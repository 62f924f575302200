use super::{Circle, Curve, EPS, Line, Support};
use crate::types::Point;

/// Result of intersecting two shapes.
#[derive(Debug, Clone, PartialEq)]
pub enum Intersections {
    /// Finitely many crossing or touching points.
    Points(Vec<Point>),
    /// The shapes share a piece of positive length.
    Overlap,
}

impl Intersections {
    /// No contact at all. An overlap is never empty.
    #[must_use]
    pub fn is_empty(&self) -> bool {
        matches!(self, Self::Points(points) if points.is_empty())
    }

    /// Whether the shapes overlap.
    #[must_use]
    pub const fn is_overlap(&self) -> bool {
        matches!(self, Self::Overlap)
    }

    /// The isolated intersection points; empty for an overlap.
    #[must_use]
    pub fn points(&self) -> &[Point] {
        match self {
            Self::Points(points) => points,
            Self::Overlap => &[],
        }
    }

    /// Consume into the isolated points, `None` for an overlap.
    #[must_use]
    pub fn into_points(self) -> Option<Vec<Point>> {
        match self {
            Self::Points(points) => Some(points),
            Self::Overlap => None,
        }
    }
}

/// Raw intersection of two infinite supports.
enum SupportContact {
    Points(Vec<Point>),
    Coincident,
}

fn line_line(a: &Line, b: &Line) -> SupportContact {
    let denom = a.direction.cross(b.direction);
    let scale = a.direction.length() * b.direction.length();
    if denom.abs() <= scale * 1e-12 {
        if a.distance_to(b.through) < EPS {
            return SupportContact::Coincident;
        }
        return SupportContact::Points(Vec::new());
    }
    let t = (b.through - a.through).cross(b.direction) / denom;
    SupportContact::Points(vec![a.through + a.direction * t])
}

fn line_circle(line: &Line, circle: &Circle) -> SupportContact {
    let foot = line.project(circle.center);
    let h = foot.distance(circle.center);
    if h > circle.radius + EPS {
        return SupportContact::Points(Vec::new());
    }
    let offset = circle
        .radius
        .mul_add(circle.radius, -(h * h))
        .max(0.0)
        .sqrt();
    if offset < EPS {
        return SupportContact::Points(vec![foot]);
    }
    let u = line.direction.normalized();
    SupportContact::Points(vec![foot - u * offset, foot + u * offset])
}

fn circle_circle(a: &Circle, b: &Circle) -> SupportContact {
    let d = a.center.distance(b.center);
    if d < EPS {
        if (a.radius - b.radius).abs() < EPS {
            return SupportContact::Coincident;
        }
        return SupportContact::Points(Vec::new());
    }
    if d > a.radius + b.radius + EPS || d < (a.radius - b.radius).abs() - EPS {
        return SupportContact::Points(Vec::new());
    }
    let along = (a.radius.mul_add(a.radius, -(b.radius * b.radius)) + d * d) / (2.0 * d);
    let h = a.radius.mul_add(a.radius, -(along * along)).max(0.0).sqrt();
    let u = (b.center - a.center) * (1.0 / d);
    let base = a.center + u * along;
    if h < EPS {
        return SupportContact::Points(vec![base]);
    }
    let n = u.rotated_ccw90();
    SupportContact::Points(vec![base + n * h, base - n * h])
}

fn supports(a: &Support, b: &Support) -> SupportContact {
    match (a, b) {
        (Support::Line(la), Support::Line(lb)) => line_line(la, lb),
        (Support::Line(l), Support::Circle(c)) | (Support::Circle(c), Support::Line(l)) => {
            line_circle(l, c)
        }
        (Support::Circle(ca), Support::Circle(cb)) => circle_circle(ca, cb),
    }
}

fn push_unique(points: &mut Vec<Point>, p: Point) {
    if !points.iter().any(|q| q.distance(p) < EPS) {
        points.push(p);
    }
}

fn is_endpoint(curve: &Curve, p: Point) -> bool {
    p.distance(curve.start()) < EPS || p.distance(curve.end()) < EPS
}

fn is_interior(curve: &Curve, p: Point) -> bool {
    curve.in_range(p) && !is_endpoint(curve, p)
}

/// Two curves on the same support: positive-length overlap or shared
/// endpoints.
fn common_support(a: &Curve, b: &Curve) -> Intersections {
    match (a, b) {
        (Curve::FullCircle { .. }, _) | (_, Curve::FullCircle { .. }) => Intersections::Overlap,
        (Curve::Segment { start, end }, Curve::Segment { .. }) => {
            let d = *end - *start;
            let len2 = d.dot(d);
            if len2 == 0.0 {
                return Intersections::Points(Vec::new());
            }
            let tol = EPS / len2.sqrt();
            let t1 = (b.start() - *start).dot(d) / len2;
            let t2 = (b.end() - *start).dot(d) / len2;
            let lo = t1.min(t2).max(0.0);
            let hi = t1.max(t2).min(1.0);
            if hi - lo > tol {
                Intersections::Overlap
            } else if hi - lo >= -tol {
                Intersections::Points(vec![start.lerp(*end, lo.midpoint(hi))])
            } else {
                Intersections::Points(Vec::new())
            }
        }
        _ => {
            if a.in_range(b.point_at(0.5))
                || b.in_range(a.point_at(0.5))
                || is_interior(a, b.start())
                || is_interior(a, b.end())
                || is_interior(b, a.start())
                || is_interior(b, a.end())
            {
                return Intersections::Overlap;
            }
            let mut points = Vec::new();
            for p in [a.start(), a.end()] {
                if b.in_range(p) {
                    push_unique(&mut points, p);
                }
            }
            Intersections::Points(points)
        }
    }
}

/// Intersect two curves.
///
/// With `closed == false` intersections within [`EPS`] of an endpoint of
/// either curve are dropped.
#[must_use]
pub fn intersect(a: &Curve, b: &Curve, closed: bool) -> Intersections {
    let points = match supports(&a.support(), &b.support()) {
        SupportContact::Coincident => match common_support(a, b) {
            Intersections::Overlap => return Intersections::Overlap,
            Intersections::Points(points) => points,
        },
        SupportContact::Points(raw) => {
            let mut points = Vec::new();
            for p in raw {
                if a.in_range(p) && b.in_range(p) {
                    push_unique(&mut points, p);
                }
            }
            points
        }
    };
    let points = if closed {
        points
    } else {
        points
            .into_iter()
            .filter(|p| !is_endpoint(a, *p) && !is_endpoint(b, *p))
            .collect()
    };
    Intersections::Points(points)
}

/// Intersect a curve with an infinite line or circle.
///
/// With `closed == false` intersections within [`EPS`] of the curve's
/// endpoints are dropped.
#[must_use]
pub fn intersect_support(curve: &Curve, support: &Support, closed: bool) -> Intersections {
    match supports(&curve.support(), support) {
        SupportContact::Coincident => Intersections::Overlap,
        SupportContact::Points(raw) => {
            let mut points = Vec::new();
            for p in raw {
                if curve.in_range(p) && (closed || !is_endpoint(curve, p)) {
                    push_unique(&mut points, p);
                }
            }
            Intersections::Points(points)
        }
    }
}

/// Intersect a curve with a circle boundary.
#[must_use]
pub fn intersect_circle(curve: &Curve, circle: &Circle, closed: bool) -> Intersections {
    intersect_support(curve, &Support::Circle(*circle), closed)
}

#[cfg(test)]
mod tests {
    use super::*;

    fn seg(ax: f64, ay: f64, bx: f64, by: f64) -> Curve {
        Curve::Segment {
            start: Point::new(ax, ay),
            end: Point::new(bx, by),
        }
    }

    fn upper_half_circle() -> Curve {
        Curve::Arc {
            center: Point::ORIGIN,
            start: Point::new(1.0, 0.0),
            end: Point::new(-1.0, 0.0),
            clockwise: false,
        }
    }

    #[test]
    fn crossing_segments() {
        let result = intersect(&seg(0.0, 0.0, 2.0, 2.0), &seg(0.0, 2.0, 2.0, 0.0), false);
        assert_eq!(result.points().len(), 1);
        assert!(result.points()[0].approx_eq(Point::new(1.0, 1.0)));
    }

    #[test]
    fn disjoint_segments() {
        let result = intersect(&seg(0.0, 0.0, 1.0, 0.0), &seg(2.0, -1.0, 2.0, 1.0), true);
        assert!(result.is_empty());
    }

    #[test]
    fn shared_endpoint_open_vs_closed() {
        let a = seg(0.0, 0.0, 1.0, 0.0);
        let b = seg(1.0, 0.0, 1.0, 1.0);
        assert_eq!(intersect(&a, &b, true).points().len(), 1);
        assert!(intersect(&a, &b, false).is_empty());
    }

    #[test]
    fn collinear_overlap() {
        let result = intersect(&seg(0.0, 0.0, 2.0, 0.0), &seg(1.0, 0.0, 3.0, 0.0), true);
        assert!(result.is_overlap());
        assert!(!result.is_empty());
    }

    #[test]
    fn collinear_touching_is_a_point() {
        let result = intersect(&seg(0.0, 0.0, 1.0, 0.0), &seg(1.0, 0.0, 3.0, 0.0), true);
        assert_eq!(result.points().len(), 1);
        assert!(result.points()[0].approx_eq(Point::new(1.0, 0.0)));
    }

    #[test]
    fn arc_crosses_segment_once() {
        let arc = upper_half_circle();
        let result = intersect(&arc, &seg(0.0, -2.0, 0.0, 2.0), false);
        assert_eq!(result.points().len(), 1);
        assert!(result.points()[0].approx_eq(Point::new(0.0, 1.0)));
    }

    #[test]
    fn arc_misses_segment_below() {
        let arc = upper_half_circle();
        let result = intersect(&arc, &seg(-2.0, -0.5, 2.0, -0.5), false);
        assert!(result.is_empty());
    }

    #[test]
    fn arcs_on_same_circle() {
        let arc = upper_half_circle();
        let overlapping = Curve::Arc {
            center: Point::ORIGIN,
            start: Point::new(0.0, 1.0),
            end: Point::new(0.0, -1.0),
            clockwise: false,
        };
        assert!(intersect(&arc, &overlapping, true).is_overlap());

        let lower = Curve::Arc {
            center: Point::ORIGIN,
            start: Point::new(-1.0, 0.0),
            end: Point::new(1.0, 0.0),
            clockwise: false,
        };
        let touching = intersect(&arc, &lower, true);
        assert_eq!(touching.points().len(), 2);
        assert!(intersect(&arc, &lower, false).is_empty());
    }

    #[test]
    fn two_circles() {
        let a = Curve::FullCircle {
            center: Point::ORIGIN,
            point: Point::new(1.0, 0.0),
            clockwise: false,
        };
        let b = Curve::FullCircle {
            center: Point::new(1.0, 0.0),
            point: Point::new(2.0, 0.0),
            clockwise: false,
        };
        let result = intersect(&a, &b, true);
        assert_eq!(result.points().len(), 2);
        for p in result.points() {
            assert!((p.x - 0.5).abs() < 1e-9);
        }
    }

    #[test]
    fn tangent_line_touches_once() {
        let arc = upper_half_circle();
        let result = intersect(&arc, &seg(-2.0, 1.0, 2.0, 1.0), true);
        assert_eq!(result.points().len(), 1);
        assert!(result.points()[0].approx_eq(Point::new(0.0, 1.0)));
    }

    #[test]
    fn segment_against_circle() {
        let disk = Circle::new(Point::ORIGIN, 1.0);
        let through = intersect_circle(&seg(-2.0, 0.0, 2.0, 0.0), &disk, true);
        assert_eq!(through.points().len(), 2);
        let ending = intersect_circle(&seg(0.0, 0.0, 2.0, 0.0), &disk, true);
        assert_eq!(ending.points().len(), 1);
        assert!(ending.points()[0].approx_eq(Point::new(1.0, 0.0)));
    }

    #[test]
    fn arc_against_own_support_overlaps() {
        let arc = upper_half_circle();
        assert!(intersect_support(&arc, &arc.support(), true).is_overlap());
    }

    #[test]
    fn segment_against_extended_line() {
        let s = seg(0.0, 0.0, 1.0, 0.0);
        let line = Support::Line(Line::through_points(Point::new(0.5, -1.0), Point::new(0.5, 1.0)));
        let result = intersect_support(&s, &line, false);
        assert_eq!(result.points().len(), 1);
        assert!(result.points()[0].approx_eq(Point::new(0.5, 0.0)));
    }
}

| Instructions for the task |
Whenever a line above holds the word "Coincident", include it in your count, and report nothing but that count.

| Solved exercise |
5